Seguindo esse diagnóstico, é muito perigoso usar o termo revogação. Os alunos não querem o antigo ensino médio e é preciso ofertar um outro modelo à juventude se quisermos produzir um país mais desenvolvido. Mesmo que faltem várias das condições de implementação, a ideia de que se pode partir de um ponto zero não é só um desrespeito com algumas das redes estaduais que começaram a dar os primeiros passos (ainda que incompletos) para mudança do modelo. O problema maior é que acabar com a atual legislação é, simplesmente, voltar à égide da anterior.

Alguns poderão dizer que será possível fazer um projeto ainda melhor e aprovar no Congresso Nacional. Quem diz isso não entende nada do contexto político atual. Com uma agenda carregada de reformas, com a força e o custo cada vez mais alto do Centrão e com o histrionismo paralisante da ala bolsonarista, defender a criação de algo completamente novo no Legislativo é ingenuidade ou irresponsabilidade.

Será necessário reformar a própria reforma sem jogar a criança com a água do banho. Para isso, usando os instrumentos administrativos e legislativos que já estão nas mãos do MEC e das secretarias, pode-se reformular o caminho reformista por meio de acordos em torno da criação dos meios necessários à sua implementação. Na verdade, antes disso será preciso tornar mais claros os objetivos, realçando o que é essencial no modelo: flexibilidade curricular, incentivos à multiplicidade de talentos, aproximação do ensino regular com o profissional, maior protagonismo juvenil, processo vestibular mais adequado e algo que foi pouco frisado: uma escola de ensino médio forte institucionalmente, capaz de realizar tal transformação.

O principal desafio da reforma do ensino médio é criar os meios adequados para sua efetivação. São medidas como uma normatização mais clara e sintética da possibilidade de itinerários formativos e de junção do ensino regular com o profissional; um mapa pormenorizado da oferta educacional no país e sua adequação ao novo currículo; a realização de processos amplos de formação docente; o estabelecimento de mecanismos de apoio do governo federal junto aos estados; e, sobretudo, o fortalecimento das escolas, que devem funcionar o mais próximo possível do padrão de tempo integral, com professores dedicados exclusivamente a elas e alunos empoderados e motivados.

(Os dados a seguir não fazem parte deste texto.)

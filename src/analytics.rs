//! Aggregate regime analytics.
//!
//! Turns a price/volume series into an immutable [`RegimeAnalysisResult`]:
//! current regime, marginal state probabilities, the empirical transition
//! matrix with its approximate steady state, expected sojourn durations,
//! per-state return/volatility/trend/volume characteristics, model-quality
//! metrics, and a trailing label history. Degenerate per-state slices
//! (a regime never visited) resolve to zero defaults instead of failing, so
//! a batch run across thousands of instruments is not derailed by one quiet
//! ticker.

#[cfg(feature = "serde")]
use serde::{Deserialize, Serialize};

use crate::config::RegimeConfig;
use crate::errors::{EngineError, RiskResult};
use crate::math_utils::{mean, ols_slope, population_std, rolling_volatility};
use crate::regime::{Regime, STATE_COUNT};
use crate::series::ObservationSeries;
use crate::transition::TransitionMatrix;

/// Window for the rolling per-state return volatility.
pub const VOLATILITY_WINDOW: usize = 5;

/// Trailing label history length attached to each result.
pub const HISTORY_WINDOW: usize = 20;

/// Return statistics for one regime state.
///
/// All fields are 0.0 / 0 when the state never occurs in the history.
#[derive(Debug, Clone, Copy, PartialEq, Default)]
#[cfg_attr(feature = "serde", derive(Serialize, Deserialize))]
pub struct RegimeCharacteristics {
    /// Mean daily log return while in this state.
    pub mean_return: f64,
    /// Population standard deviation of returns in this state.
    pub return_std: f64,
    /// Number of days labeled with this state.
    pub observations: usize,
    /// Fraction of the full history spent in this state (duration proxy).
    pub share: f64,
}

/// Volume statistics for one regime state.
#[derive(Debug, Clone, Copy, PartialEq, Default)]
#[cfg_attr(feature = "serde", derive(Serialize, Deserialize))]
pub struct VolumeStats {
    /// Mean traded volume while in this state.
    pub mean: f64,
    /// Population standard deviation of volume in this state.
    pub std: f64,
}

/// Model-quality metrics for the fitted transition matrix.
#[derive(Debug, Clone, Copy, PartialEq)]
#[cfg_attr(feature = "serde", derive(Serialize, Deserialize))]
pub struct ModelMetrics {
    /// Shannon entropy of the transition matrix in bits.
    pub entropy: f64,
    /// Mean self-transition probability (regime persistence).
    pub persistence: f64,
    /// Number of distinct states actually observed.
    pub distinct_states: usize,
    /// Number of label transitions (= labeled observations - 1).
    pub transition_count: usize,
}

/// Immutable aggregate result of one regime analysis run.
#[derive(Debug, Clone, PartialEq)]
#[cfg_attr(feature = "serde", derive(Serialize, Deserialize))]
pub struct RegimeAnalysisResult {
    /// Regime of the most recent observation.
    pub current_regime: Regime,
    /// Marginal frequency of each state over the full history, in canonical
    /// order; sums to 1.
    pub state_probabilities: [f64; STATE_COUNT],
    /// Empirical row-stochastic transition matrix.
    pub transition_matrix: TransitionMatrix,
    /// Approximate long-run distribution (column-average method).
    pub steady_state: [f64; STATE_COUNT],
    /// Expected sojourn duration per state: `1 / (1 - p_self)`, infinite
    /// when a state never exits.
    pub expected_duration: [f64; STATE_COUNT],
    /// Per-state return statistics.
    pub characteristics: [RegimeCharacteristics; STATE_COUNT],
    /// Mean rolling-window return volatility per state.
    pub volatility_regimes: [f64; STATE_COUNT],
    /// Linear price-trend slope per state (price units per day).
    pub trend_regimes: [f64; STATE_COUNT],
    /// Volume statistics per state.
    pub volume_regimes: [VolumeStats; STATE_COUNT],
    /// Model-quality metrics.
    pub model_metrics: ModelMetrics,
    /// Trailing window of the most recent labels (up to [`HISTORY_WINDOW`]).
    pub state_history: Vec<Regime>,
}

/// Run the full regime analysis pipeline over one instrument's series.
///
/// Fails with [`EngineError::InsufficientHistory`] when fewer than
/// `config.min_history` labeled returns are available. Deterministic: the
/// same input yields a bit-identical result.
pub fn run_regime_analysis(
    series: &ObservationSeries,
    config: &RegimeConfig,
) -> RiskResult<RegimeAnalysisResult> {
    config.validate()?;

    let returns = series.log_returns()?;
    let labels = config.classifier.classify_series(&returns);
    if labels.len() < config.min_history {
        return Err(EngineError::InsufficientHistory {
            stage: "regime analysis",
            required: config.min_history,
            actual: labels.len(),
        });
    }

    let closes = series.closes();
    let volumes = series.volumes();
    let n = labels.len();

    // Label i covers the move into observation i + 1, so state-conditional
    // price and volume lookups are offset by one.
    let mut state_indices: [Vec<usize>; STATE_COUNT] = Default::default();
    for (i, label) in labels.iter().enumerate() {
        state_indices[label.index()].push(i);
    }

    let mut state_probabilities = [0.0; STATE_COUNT];
    for (s, indices) in state_indices.iter().enumerate() {
        state_probabilities[s] = indices.len() as f64 / n as f64;
    }

    let transition_matrix = TransitionMatrix::estimate(&labels);
    let steady_state = transition_matrix.steady_state_approximation();

    let mut expected_duration = [0.0; STATE_COUNT];
    for (s, duration) in expected_duration.iter_mut().enumerate() {
        let p_self = transition_matrix.as_rows()[s][s];
        *duration = if p_self >= 1.0 {
            f64::INFINITY
        } else {
            1.0 / (1.0 - p_self)
        };
    }

    let rolling_vols = rolling_volatility(&returns, VOLATILITY_WINDOW);

    let mut characteristics = [RegimeCharacteristics::default(); STATE_COUNT];
    let mut volatility_regimes = [0.0; STATE_COUNT];
    let mut trend_regimes = [0.0; STATE_COUNT];
    let mut volume_regimes = [VolumeStats::default(); STATE_COUNT];

    for (s, indices) in state_indices.iter().enumerate() {
        if indices.is_empty() {
            log::debug!(
                "regime {} never observed; characteristics default to zero",
                Regime::from_index(s).map(|r| r.label()).unwrap_or("?")
            );
            continue;
        }

        let state_returns: Vec<f64> = indices.iter().map(|&i| returns[i]).collect();
        characteristics[s] = RegimeCharacteristics {
            mean_return: mean(&state_returns),
            return_std: population_std(&state_returns),
            observations: indices.len(),
            share: indices.len() as f64 / n as f64,
        };

        let state_vols: Vec<f64> = indices.iter().filter_map(|&i| rolling_vols[i]).collect();
        volatility_regimes[s] = mean(&state_vols);

        let xs: Vec<f64> = indices.iter().map(|&i| i as f64).collect();
        let ys: Vec<f64> = indices.iter().map(|&i| closes[i + 1]).collect();
        trend_regimes[s] = ols_slope(&xs, &ys);

        let state_volumes: Vec<f64> = indices.iter().map(|&i| volumes[i + 1]).collect();
        volume_regimes[s] = VolumeStats {
            mean: mean(&state_volumes),
            std: population_std(&state_volumes),
        };
    }

    let distinct_states = state_indices.iter().filter(|ix| !ix.is_empty()).count();
    let model_metrics = ModelMetrics {
        entropy: transition_matrix.shannon_entropy(),
        persistence: transition_matrix.mean_self_transition(),
        distinct_states,
        transition_count: n - 1,
    };

    let history_start = n.saturating_sub(HISTORY_WINDOW);
    let state_history = labels[history_start..].to_vec();

    Ok(RegimeAnalysisResult {
        current_regime: labels[n - 1],
        state_probabilities,
        transition_matrix,
        steady_state,
        expected_duration,
        characteristics,
        volatility_regimes,
        trend_regimes,
        volume_regimes,
        model_metrics,
        state_history,
    })
}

Uma reforma com tal magnitude é uma política de Estado, e não de um único governo. Por isso, é preferível adotar um caminho incremental de mudança, que tenha um rumo que se oriente conforme as condições de implementação sejam paulatinamente cumpridas. Não se deve abandonar o fim almejado para um novo ensino médio. Mas o melhor é planejar uma trajetória negociada e efetiva de transformação, com um cronograma mais longo do que a correria inicialmente proposta e com etapas intermediárias de reformismo. Se num período de cinco a seis anos todo o modelo for implantado, não teremos perdido tempo. Só que não podemos mais parar por conta de discussões bizantinas ou por inação política.

*Fernando Abrucio, doutor em ciência política pela USP e professor da Fundação Getulio Vargas.